The "Read and React" Model
Traditional fashion runs on seasonal inventory — design in January, manufacture by March, sell by June, discount in August. Snitch threw this out completely. The brand runs on what it calls a "Read and React" micro-batch model: 50+ new drops per week, each in small quantities, based on what is trending on social media right now.
This eliminates the graveyard of seasonal discounting that kills most fashion brands' margins. If a drop doesn't sell, they made 500 units, not 50,000. The markdown is tiny. The learning is instant.
Why It Beats H&M and Zara at Their Own Game
H&M and Zara pioneered fast fashion — new collections every few weeks. Snitch does it daily. And because its supply chain is entirely local (Indian manufacturers, Indian logistics), it can go from trend-spotted to product-live in under 2 weeks. Zara takes 3-4 weeks minimum from its Spain-anchored supply chain.
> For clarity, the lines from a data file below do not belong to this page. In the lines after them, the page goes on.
//! Proxy listener.
//!
//! [`serve_listener`] accepts HTTP/1.1 connections and hands every request to
//! the [`RequestRouter`].

use std::convert::Infallible;
use std::sync::Arc;
use std::time::Duration;

use anyhow::Context;
use hyper::body::Incoming;
use hyper::server::conn::http1;
use hyper::service::service_fn;
use hyper::Request;
use hyper_util::rt::TokioIo;
use proxless_core::wait_for_shutdown;
use tokio::net::TcpListener;
use tokio::sync::watch;
use tracing::{debug, info, warn};

use crate::router::RequestRouter;

/// Pause after a failed accept (e.g. out of file descriptors).
const ACCEPT_BACKOFF: Duration = Duration::from_millis(100);

/// Serve on an already bound listener. One task per connection; requests
/// in flight finish after shutdown, new connections are refused.
pub async fn serve_listener(
    listener: TcpListener,
    router: Arc<RequestRouter>,
    mut shutdown: watch::Receiver<bool>,
) -> anyhow::Result<()> {
    let local_addr = listener.local_addr().context("listener has no address")?;
    info!(addr = %local_addr, "proxy listening");

    loop {
        tokio::select! {
            accept_result = listener.accept() => {
                let (stream, peer_addr) = match accept_result {
                    Ok(accepted) => accepted,
                    Err(e) => {
                        warn!(error = %e, "accept failed");
                        tokio::time::sleep(ACCEPT_BACKOFF).await;
                        continue;
                    }
                };
                let router = router.clone();

                tokio::spawn(async move {
                    let io = TokioIo::new(stream);
                    let svc = service_fn(move |req: Request<Incoming>| {
                        let router = router.clone();
                        async move { Ok::<_, Infallible>(router.handle(req).await) }
                    });

                    if let Err(e) = http1::Builder::new()
                        .serve_connection(io, svc)
                        .await
                    {
                        debug!(%peer_addr, error = %e, "connection error");
                    }
                });
            }
            _ = wait_for_shutdown(&mut shutdown) => {
                info!("proxy shutting down");
                break;
            }
        }
    }

    Ok(())
}
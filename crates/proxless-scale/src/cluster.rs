//! The cluster capability the controller drives.

use std::future::Future;
use std::pin::Pin;
use std::time::Duration;

use crate::error::ScaleResult;

/// Boxed future returned by [`ClusterScaler`] methods.
pub type ScaleFuture<'a> = Pin<Box<dyn Future<Output = ScaleResult<()>> + Send + 'a>>;

/// Changes the replica count of a deployment.
///
/// Implementations must be safe to call concurrently for different
/// deployments.
pub trait ClusterScaler: Send + Sync {
    /// Set replicas to at least one and wait until one is available,
    /// for at most `timeout`.
    fn scale_up<'a>(
        &'a self,
        deployment: &'a str,
        namespace: &'a str,
        timeout: Duration,
    ) -> ScaleFuture<'a>;

    /// Set replicas to zero.
    fn scale_down<'a>(&'a self, deployment: &'a str, namespace: &'a str) -> ScaleFuture<'a>;
}
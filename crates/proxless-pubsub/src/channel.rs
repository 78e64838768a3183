//! Channel naming and payload encoding.

pub fn last_used_channel(id: &str) -> String {
    format!("last_used_{id}")
}

pub fn is_running_channel(id: &str) -> String {
    format!("is_running_{id}")
}

pub fn encode_last_used(last_used: u64) -> String {
    last_used.to_string()
}

pub fn decode_last_used(payload: &str) -> Option<u64> {
    payload.trim().parse().ok()
}

pub fn encode_is_running(is_running: bool) -> String {
    is_running.to_string()
}

/// Accepts the spellings other publishers use for booleans.
pub fn decode_is_running(payload: &str) -> Option<bool> {
    match payload.trim() {
        "1" | "t" | "T" | "true" | "TRUE" | "True" => Some(true),
        "0" | "f" | "F" | "false" | "FALSE" | "False" => Some(false),
        _ => None,
    }
}
//! REST API handlers.
//!
//! Reads go straight to the route index; writes go through its
//! `RouteSink` semantics (validation, ownership checks).

use axum::Json;
use axum::extract::{Path, State};
use axum::http::StatusCode;
use axum::response::IntoResponse;
use proxless_core::RouteSpec;
use proxless_state::{StateError, UpsertOutcome};
use tracing::{info, warn};

use crate::ApiState;

/// Response wrapper for consistent API format.
#[derive(serde::Serialize)]
struct ApiResponse<T: serde::Serialize> {
    success: bool,
    #[serde(skip_serializing_if = "Option::is_none")]
    data: Option<T>,
    #[serde(skip_serializing_if = "Option::is_none")]
    error: Option<String>,
}

impl<T: serde::Serialize> ApiResponse<T> {
    fn ok(data: T) -> Json<Self> {
        Json(Self {
            success: true,
            data: Some(data),
            error: None,
        })
    }
}

fn error_response(msg: &str, status: StatusCode) -> impl IntoResponse {
    (
        status,
        Json(ApiResponse::<()> {
            success: false,
            data: None,
            error: Some(msg.to_string()),
        }),
    )
}

fn state_error_response(err: &StateError) -> axum::response::Response {
    let status = match err {
        StateError::Validation(_) => StatusCode::BAD_REQUEST,
        StateError::OwnershipConflict { .. } => StatusCode::CONFLICT,
        StateError::NotFound(_) => StatusCode::NOT_FOUND,
    };
    error_response(&err.to_string(), status).into_response()
}

/// GET /healthz
pub async fn healthz() -> &'static str {
    "ok"
}

// ── Routes ─────────────────────────────────────────────────────

/// GET /api/v1/routes
pub async fn list_routes(State(state): State<ApiState>) -> impl IntoResponse {
    ApiResponse::ok(state.index.list())
}

/// GET /api/v1/routes/{id}
pub async fn get_route(
    State(state): State<ApiState>,
    Path(id): Path<String>,
) -> impl IntoResponse {
    match state.index.get_by_id(&id) {
        Ok(route) => ApiResponse::ok(route).into_response(),
        Err(e) => state_error_response(&e),
    }
}

/// PUT /api/v1/routes/{id}
///
/// The path id overrides any id in the body.
pub async fn put_route(
    State(state): State<ApiState>,
    Path(id): Path<String>,
    Json(mut spec): Json<RouteSpec>,
) -> impl IntoResponse {
    spec.id = id.clone();
    let outcome = match state.index.upsert(spec) {
        Ok(outcome) => outcome,
        Err(e) => {
            warn!(route_id = %id, error = %e, "route rejected");
            return state_error_response(&e);
        }
    };

    match state.index.get_by_id(&id) {
        Ok(route) => {
            info!(route_id = %id, ?outcome, "route stored via API");
            let status = match outcome {
                UpsertOutcome::Created => StatusCode::CREATED,
                UpsertOutcome::Updated => StatusCode::OK,
            };
            (status, ApiResponse::ok(route)).into_response()
        }
        // Deleted concurrently.
        Err(e) => state_error_response(&e),
    }
}

/// DELETE /api/v1/routes/{id}
pub async fn delete_route(
    State(state): State<ApiState>,
    Path(id): Path<String>,
) -> impl IntoResponse {
    match state.index.delete(&id) {
        Ok(_) => {
            info!(route_id = %id, "route deleted via API");
            ApiResponse::ok("deleted").into_response()
        }
        Err(e) => state_error_response(&e),
    }
}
- Price point: Snitch targets ₹800-2,500 per item — below Zara (₹2,500-6,000) and perfectly placed for India's aspirational Gen-Z male consumer.
- Distribution: Primarily app-native. High app retention, low CAC via organic social and influencer marketing.
- Product velocity: 50+ drops weekly creates FOMO — customers check the app daily to not miss drops.